// Copyright 2026 the Dyncast Authors
// SPDX-License-Identifier: Apache-2.0 OR MIT

use dyncast::{
    ByReference, CastError, Iter, Iterable, List, Tuple, cast_from_handle_steal,
    declare_iterator, make_iterator, make_iterator_with,
};
use dyncast_conformance::count_scopes;
use dynobj::{Handle, ObjKind, Runtime, ScopeKind};

type Words = std::vec::IntoIter<String>;

#[test]
fn host_iterator_round_trips_through_the_runtime() {
    let rt = Runtime::new();
    declare_iterator::<Words>(&rt).unwrap();
    let words = vec!["a".to_string(), "b".to_string()];
    let obj = make_iterator(&rt, words.into_iter()).unwrap();
    assert_eq!(obj.kind().unwrap(), ObjKind::Iterator);

    let it: Iter<String> = cast_from_handle_steal(obj).unwrap();
    let back: Vec<String> = it.into_iter().map(Result::unwrap).collect();
    assert_eq!(back, ["a", "b"]);
}

#[test]
fn undeclared_types_are_reported_by_name() {
    let rt = Runtime::new();
    let err = make_iterator(&rt, vec![1_i64].into_iter()).unwrap_err();
    let CastError::IteratorNotDeclared { type_name } = err else {
        panic!("unexpected error: {err:?}");
    };
    assert!(type_name.contains("IntoIter"));
}

#[test]
fn runtime_can_coerce_host_iterators() {
    let rt = Runtime::new();
    declare_iterator::<core::ops::Range<i64>>(&rt).unwrap();
    let obj = make_iterator(&rt, 0_i64..3).unwrap();
    let t = Tuple::<(i64, i64, i64)>::from_sequence(&obj).unwrap();
    assert_eq!(t.get::<2>().unwrap(), 2);
}

#[test]
fn host_calls_are_traced() {
    let rt = Runtime::new();
    declare_iterator::<core::ops::Range<i64>>(&rt).unwrap();
    let obj = make_iterator(&rt, 0_i64..2).unwrap();
    let iterable: Iterable<i64> = cast_from_handle_steal(obj).unwrap();
    let sink = count_scopes(&rt);
    assert_eq!(iterable.iter().unwrap().count(), 2);
    let sink = sink.borrow();
    // Two items plus the final exhausted step.
    assert_eq!(sink.count(ScopeKind::IterStep), 3);
    assert_eq!(sink.count(ScopeKind::HostCall), 3);
    assert_eq!(sink.count(ScopeKind::Convert), 2);
}

#[test]
fn referenced_items_keep_identity() {
    let rt = Runtime::new();
    let shared = List::from_values(&rt, [1_i64]).unwrap();
    type Handles = std::vec::IntoIter<Handle>;
    declare_iterator::<Handles>(&rt).unwrap();
    let handles = vec![shared.handle(), shared.handle()];
    let obj = make_iterator_with::<ByReference, Handles>(&rt, handles.into_iter()).unwrap();
    let it: Iter<List<i64>> = cast_from_handle_steal(obj).unwrap();
    for list in it {
        assert_eq!(list.unwrap().handle(), shared.handle());
    }
    assert_eq!(shared.as_object().ref_count().unwrap(), 1);
}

§ Brief
Take the entries above and copy out all lines with the string "shared".

§ Solution to this task
    let shared = List::from_values(&rt, [1_i64]).unwrap();
    let handles = vec![shared.handle(), shared.handle()];
        assert_eq!(list.unwrap().handle(), shared.handle());
    assert_eq!(shared.as_object().ref_count().unwrap(), 1);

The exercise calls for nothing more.